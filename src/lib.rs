pub mod db;
pub mod features;
pub mod server;
pub mod shared;

use db::SqliteStore;
use features::reports::aggregator::CostAggregator;
use features::subscriptions::service::SubscriptionService;
use features::subscriptions::validation::RequestValidator;
use log::{error, info};
use server::{HttpServer, RequestLogger};
use shared::config::{initialize_logging_system, load_environment_variables, EnvironmentConfig};
use shared::errors::AppResult;
use std::sync::Arc;
use tokio_util::sync::CancellationToken;

/// アプリケーション状態（各リクエストで共有する）
pub struct AppState {
    pub service: SubscriptionService,
    pub validator: RequestValidator,
    pub logger: RequestLogger,
}

impl AppState {
    pub fn new(
        service: SubscriptionService,
        validator: RequestValidator,
        logger: RequestLogger,
    ) -> Self {
        Self {
            service,
            validator,
            logger,
        }
    }

    /// 設定からデータベースを開き、アプリケーション状態を組み立てる
    ///
    /// # 引数
    /// * `config` - 環境設定
    ///
    /// # 戻り値
    /// アプリケーション状態、またはデータベース初期化失敗時はエラー
    pub fn initialize(config: &EnvironmentConfig) -> AppResult<Self> {
        info!("データベースを初期化しています...");
        let conn = db::initialize_database(&config.database).map_err(|e| {
            error!("データベースの初期化に失敗しました: {e}");
            e
        })?;
        info!("データベースの初期化が完了しました");

        let store = Arc::new(SqliteStore::new(conn));
        let service = SubscriptionService::new(store.clone(), store, CostAggregator::new());

        Ok(Self::new(service, RequestValidator::new(), RequestLogger::new()))
    }
}

/// アプリケーションを起動し、停止シグナルを受け取るまで実行する
pub async fn run() -> AppResult<()> {
    let env_file = load_environment_variables();
    let config = EnvironmentConfig::from_env()?;
    initialize_logging_system(&config);
    env_file.log();

    info!(
        "アプリケーション初期化を開始します: environment={}",
        config.environment.as_str()
    );

    let state = Arc::new(AppState::initialize(&config)?);
    let server = HttpServer::bind(config.http.socket_addr(), state).await?;

    let shutdown = CancellationToken::new();
    tokio::spawn(wait_for_shutdown_signal(shutdown.clone()));

    server.serve(shutdown).await?;
    info!("アプリケーションを終了しました");
    Ok(())
}

/// SIGINT / SIGTERM を待ってキャンセルを通知する
async fn wait_for_shutdown_signal(shutdown: CancellationToken) {
    let ctrl_c = async {
        if let Err(e) = tokio::signal::ctrl_c().await {
            error!("SIGINTの監視に失敗しました: {e}");
            std::future::pending::<()>().await;
        }
    };

    #[cfg(unix)]
    let terminate = async {
        match tokio::signal::unix::signal(tokio::signal::unix::SignalKind::terminate()) {
            Ok(mut signal) => {
                signal.recv().await;
            }
            Err(e) => {
                error!("SIGTERMの監視に失敗しました: {e}");
                std::future::pending::<()>().await;
            }
        }
    };

    #[cfg(not(unix))]
    let terminate = std::future::pending::<()>();

    tokio::select! {
        _ = ctrl_c => info!("SIGINTを受信しました"),
        _ = terminate => info!("SIGTERMを受信しました"),
        _ = shutdown.cancelled() => {}
    }

    shutdown.cancel();
}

> **Task statement**
All lines in the listing above from the line containing "config.environment.as_str()" to the line containing "Ok(mut signal) =>", inclusive, should be retyped exactly; no other lines should appear.

> **Exercise response**
        config.environment.as_str()
    );

    let state = Arc::new(AppState::initialize(&config)?);
    let server = HttpServer::bind(config.http.socket_addr(), state).await?;

    let shutdown = CancellationToken::new();
    tokio::spawn(wait_for_shutdown_signal(shutdown.clone()));

    server.serve(shutdown).await?;
    info!("アプリケーションを終了しました");
    Ok(())
}

/// SIGINT / SIGTERM を待ってキャンセルを通知する
async fn wait_for_shutdown_signal(shutdown: CancellationToken) {
    let ctrl_c = async {
        if let Err(e) = tokio::signal::ctrl_c().await {
            error!("SIGINTの監視に失敗しました: {e}");
            std::future::pending::<()>().await;
        }
    };

    #[cfg(unix)]
    let terminate = async {
        match tokio::signal::unix::signal(tokio::signal::unix::SignalKind::terminate()) {
            Ok(mut signal) => {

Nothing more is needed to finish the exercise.